WHAT YOU WILL DO:
Which lines of the records below contain the string "buffer"? Report each of them.

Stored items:
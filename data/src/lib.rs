//! Data model used by the stencil execution engine: named index tuples,
//! bounding boxes, dimension sets and the variable store.

pub mod bounds;
pub mod dims;
pub mod idx;
pub mod pool;
pub mod var;

/// Computation precision
#[cfg(not(feature = "f64"))]
pub type Precision = f32;
#[cfg(feature = "f64")]
pub type Precision = f64;

/// Signed index type used for all grid coordinates
///
/// Indices must be signed because points inside halos and wave-front
/// extensions lie below the rank origin.
pub type Idx = i64;

/// Floored integer division (quotient rounds towards negative infinity)
#[inline]
pub fn div_flr(num: Idx, den: Idx) -> Idx {
    debug_assert!(den > 0);
    num.div_euclid(den)
}

/// Floored integer modulo (result has the sign of the divisor)
#[inline]
pub fn mod_flr(num: Idx, den: Idx) -> Idx {
    debug_assert!(den > 0);
    num.rem_euclid(den)
}

/// Round `n` down to a multiple of `mult`, towards negative infinity
#[inline]
pub fn round_down_flr(n: Idx, mult: Idx) -> Idx {
    div_flr(n, mult) * mult
}

/// Ceiling division for non-negative operands
#[inline]
pub fn ceil_div(num: Idx, den: Idx) -> Idx {
    debug_assert!(den > 0);
    (num + den - 1) / den
}

/// Round `n` up to a multiple of `mult`
#[inline]
pub fn round_up(n: Idx, mult: Idx) -> Idx {
    ceil_div(n, mult) * mult
}

/// Errors raised by the variable store
#[derive(Clone, Debug, thiserror::Error)]
pub enum StorageError {
    /// Access to a variable whose storage has not been allocated
    #[error("variable '{0}' has no allocated storage")]
    Unallocated(String),

    /// Strict element access outside the allocated region
    #[error("index {index:?} is outside the allocation of variable '{var}' in dim '{dim}'")]
    OutOfBounds {
        var: String,
        dim: String,
        index: Idx,
    },

    /// Step index outside the valid window and `step_wrap` is off
    #[error(
        "step {step} is outside the valid window [{first}, {last}] of variable '{var}' \
         (enable step_wrap to alias it)"
    )]
    InvalidStep {
        var: String,
        step: Idx,
        first: Idx,
        last: Idx,
    },

    /// `fuse_vars` on incompatible shapes
    #[error("cannot fuse variable '{0}' with '{1}': {2}")]
    FuseMismatch(String, String, String),

    /// Mismatched buffer length in a bulk slice operation
    #[error("slice buffer holds {got} elements but the range covers {want}")]
    SliceLen { got: usize, want: usize },
}

#[cfg(test)]
mod tests {
    use super::*;

    #[test]
    fn floored_ops_handle_negative_indices() {
        assert_eq!(div_flr(-1, 4), -1);
        assert_eq!(div_flr(-4, 4), -1);
        assert_eq!(div_flr(-5, 4), -2);
        assert_eq!(mod_flr(-1, 4), 3);
        assert_eq!(mod_flr(-4, 4), 0);
        assert_eq!(round_down_flr(-1, 4), -4);
        assert_eq!(round_down_flr(5, 4), 4);
    }

    #[test]
    fn rounding_up() {
        assert_eq!(ceil_div(7, 4), 2);
        assert_eq!(round_up(7, 4), 8);
        assert_eq!(round_up(8, 4), 8);
        assert_eq!(round_up(0, 4), 0);
    }
}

EXERCISE OUTPUT:
    /// Mismatched buffer length in a bulk slice operation
    #[error("slice buffer holds {got} elements but the range covers {want}")]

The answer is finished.